栏目:颅咽管瘤|发布时间:2022-04-07 16:16:59 |阅读: |
  引言:颅咽管瘤常局部复发或较少见的沿先前切除的路径复发。异位复发是罕见的,尽管病例报告沿神经轴从骨膜下间隙到S1神经根。这个病例报告了一个有颅咽管瘤病史的女孩,在23个月大的时候第一次切除,并以重复开颅术和外照射治疗处理两个局部的鞍上复发。14岁时,她抱怨头痛恶化,大脑MRI显示左侧脑室后体有1.2厘米囊性病变增强。在内镜下切除病变后的病理与釉质瘤性颅咽管瘤一致。本病例报告描述了首次报道的侧脑室颅咽管瘤复发,并强调有颅咽管瘤病史的患者需要高度怀疑并进行长期随访。
 
  颅咽管瘤是起源于Rathke氏囊的鳞状上皮细胞的良性肿瘤,Rathke氏囊是一种胚胎结构,延伸至连接蝶鞍、下丘脑和第三脑室底的中线颅咽管瘤是儿童中最常见的非胶质细胞性脑肿瘤,约占儿童脑肿瘤的5%它们通常采用切除术治疗,但由于它们具有侵袭性,且靠近视交叉和垂体柄,因此通常具有挑战性尽管采用切除治疗,复发率仍高达20%-70%。此外,文献中也有罕见的因肿瘤切除过程中沿手术路径扩散或脑脊液扩散而发生异位复发的病例。
 
  病例报告
 
  病史摘要、手术和局部复发
 
  一名23个月大的女孩表现为共济失调、兴奋、呕吐、梗阻性脑积水和3厘米增强的鞍上肿块,累及第三脑室前部,双侧Monro孔梗阻。她接受了双侧脑室外引流术,然后右侧额颞部开颅术切除一个釉质瘤性颅咽管瘤。术中该肿块附着于垂体柄和视交叉的近端部分。肿物延伸至第三脑室,分别在穹窿和下丘脑的背-腹边界进行内窥镜切除。术后影像学检查无残留病变。在5岁时,她接受了重复开颅手术切除局部复发。她做得很好,直到她被发现有第二次局部复发,在8岁。随后接受5400 cGy的外照射治疗,并出现全垂体机能减退和视神经萎缩。
 
  脑室复发
 
  随后对她进行了脑部MRI监测,14岁时,MRI显示鞍区术后有稳定变化,左侧脑室有一个1.2厘米的囊肿。
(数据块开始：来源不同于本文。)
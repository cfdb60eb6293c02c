//! Oblivious transfer under the Decisional Diffie-Hellman assumption.
//!
//! A sender holds two values `x0, x1`; a receiver holding a choice bit `σ`
//! learns `x_σ` and nothing about `x_{1-σ}`, while the sender learns nothing
//! about `σ`. One engine covers every variant. It is parameterized by:
//!
//! * a [`SecurityLevel`]: [`SemiHonest`], [`PrivacyOnly`] or
//!   [`OneSidedSimulation`] (the receiver additionally proves knowledge of
//!   its exponent in zero knowledge);
//! * a [`Payload`]: byte strings (`Vec<u8>`, masked with a key-derived pad)
//!   or group elements ([`ElementPayload`], masked by multiplication).
//!
//! [`OtSender`] / [`OtReceiver`] run one transfer per call;
//! [`BatchOtSender`] / [`BatchOtReceiver`] run many in a single round trip.
//! Both implement the slice-based [`Sender`] and [`Receiver`] traits.

mod batch;
mod knowledge;
pub mod messages;
mod payload;
mod security;
mod single;
mod tuple;

pub use self::{
    batch::{BatchOtReceiver, BatchOtSender},
    payload::{ElementPayload, Payload},
    security::{OneSidedSimulation, PrivacyOnly, SecurityLevel, SemiHonest},
    single::{OtReceiver, OtSender},
};

use crate::errors::Error;
use dlog::{AbstractChannel, DlogGroup};
use rand::{CryptoRng, Rng};

/// Semi-honest OT sender.
pub type SemiHonestSender<G, P> = OtSender<G, SemiHonest, P>;
/// Semi-honest OT receiver.
pub type SemiHonestReceiver<G, P> = OtReceiver<G, SemiHonest, P>;
/// Privacy-only OT sender.
pub type PrivacyOnlySender<G, P> = OtSender<G, PrivacyOnly, P>;
/// Privacy-only OT receiver.
pub type PrivacyOnlyReceiver<G, P> = OtReceiver<G, PrivacyOnly, P>;
/// One-sided simulation OT sender.
pub type OneSidedSimulationSender<G, P> = OtSender<G, OneSidedSimulation, P>;
/// One-sided simulation OT receiver.
pub type OneSidedSimulationReceiver<G, P> = OtReceiver<G, OneSidedSimulation, P>;

/// Trait for one-out-of-two oblivious transfer from the sender's
/// point-of-view.
pub trait Sender
where
    Self: Sized,
{
    /// Group the transfer runs in.
    type Group: DlogGroup;
    /// Message type.
    type Msg: Payload<Self::Group>;
    /// Sends one of each pair of messages.
    fn send<C: AbstractChannel, RNG: CryptoRng + Rng>(
        &mut self,
        channel: &mut C,
        inputs: &[(Self::Msg, Self::Msg)],
        rng: &mut RNG,
    ) -> Result<(), Error>;
}

/// Trait for one-out-of-two oblivious transfer from the receiver's
/// point-of-view.
pub trait Receiver
where
    Self: Sized,
{
    /// Group the transfer runs in.
    type Group: DlogGroup;
    /// Message type.
    type Msg: Payload<Self::Group>;
    /// Receives the message selected by each choice bit.
    fn receive<C: AbstractChannel, RNG: CryptoRng + Rng>(
        &mut self,
        channel: &mut C,
        inputs: &[bool],
        rng: &mut RNG,
    ) -> Result<Vec<Self::Msg>, Error>;
}

impl<G: DlogGroup, S: SecurityLevel, P: Payload<G>> Sender for OtSender<G, S, P> {
    type Group = G;
    type Msg = P;

    fn send<C: AbstractChannel, RNG: CryptoRng + Rng>(
        &mut self,
        channel: &mut C,
        inputs: &[(P, P)],
        rng: &mut RNG,
    ) -> Result<(), Error> {
        for (x0, x1) in inputs.iter() {
            self.transfer(channel, x0, x1, rng)?;
        }
        Ok(())
    }
}

impl<G: DlogGroup, S: SecurityLevel, P: Payload<G>> Receiver for OtReceiver<G, S, P> {
    type Group = G;
    type Msg = P;

    fn receive<C: AbstractChannel, RNG: CryptoRng + Rng>(
        &mut self,
        channel: &mut C,
        inputs: &[bool],
        rng: &mut RNG,
    ) -> Result<Vec<P>, Error> {
        inputs
            .iter()
            .map(|&b| self.transfer(channel, b, rng))
            .collect()
    }
}

impl<G: DlogGroup, S: SecurityLevel, P: Payload<G>> Sender for BatchOtSender<G, S, P> {
    type Group = G;
    type Msg = P;

    fn send<C: AbstractChannel, RNG: CryptoRng + Rng>(
        &mut self,
        channel: &mut C,
        inputs: &[(P, P)],
        rng: &mut RNG,
    ) -> Result<(), Error> {
        self.transfer(channel, inputs, rng)
    }
}

impl<G: DlogGroup, S: SecurityLevel, P: Payload<G>> Receiver for BatchOtReceiver<G, S, P> {
    type Group = G;
    type Msg = P;

    fn receive<C: AbstractChannel, RNG: CryptoRng + Rng>(
        &mut self,
        channel: &mut C,
        inputs: &[bool],
        rng: &mut RNG,
    ) -> Result<Vec<P>, Error> {
        self.transfer(channel, inputs, rng)
    }
}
未增强的t1加权图像上出现高信号,可能反映了通过对比剂进一步增强的蛋白质物质(图1)。患者被送至手术室进行内镜切除。术中发现脑室内肿瘤含有橙黄色液体和胆固醇结晶(图2)。切除肿瘤包膜,脑室和脉络膜丛检查未发现残留肿瘤。患者术后第3天出院,恢复正常。组织学检查为釉质瘤性颅咽管瘤。临床上,病人的头痛消失了。术后MRI和3.5年随访MRI扫描显示鞍上区和脑室持续稳定(图3)。
 
  增强轴位(左)和冠状位(右)t1加权MR图像显示1.2 cm高信号病灶,累及左侧脑室体,伴脉络丛。
 
  术中内窥镜照片显示左侧脑室下部黄色肿瘤囊肿,内含厚的蛋白质胆固醇晶体。
 
  术后轴位(左)和冠状位(右)t1加权MR增强图像显示术后3.5年随访时稳定的变化。
 
  案例讨论
 
  脑瘤能切除多少,一大决定性因素即是主刀医生的技术水平以及手术团队的配合能力。颅咽管瘤有多种手术入路,入路的选择应根据肿瘤的大小、生长部位、肿瘤的钙化程度、接近脑脊液通路的便利程度来决定。
 
  需要指出的是,颅咽管瘤的复发或放疗后行第二次手术比首次手术更加困难,即使主张首次手术行根治性切除的医生也认为再次手术危险性明显增高。毫无疑问,复发或曾接受放疗的肿瘤,手术时蛛网膜界面的定位和疤痕的分离变得更加困难,然而,当主治医师拥有高超的操作技巧和丰富经验时,这些情况也并不妨碍肿瘤的成功切除。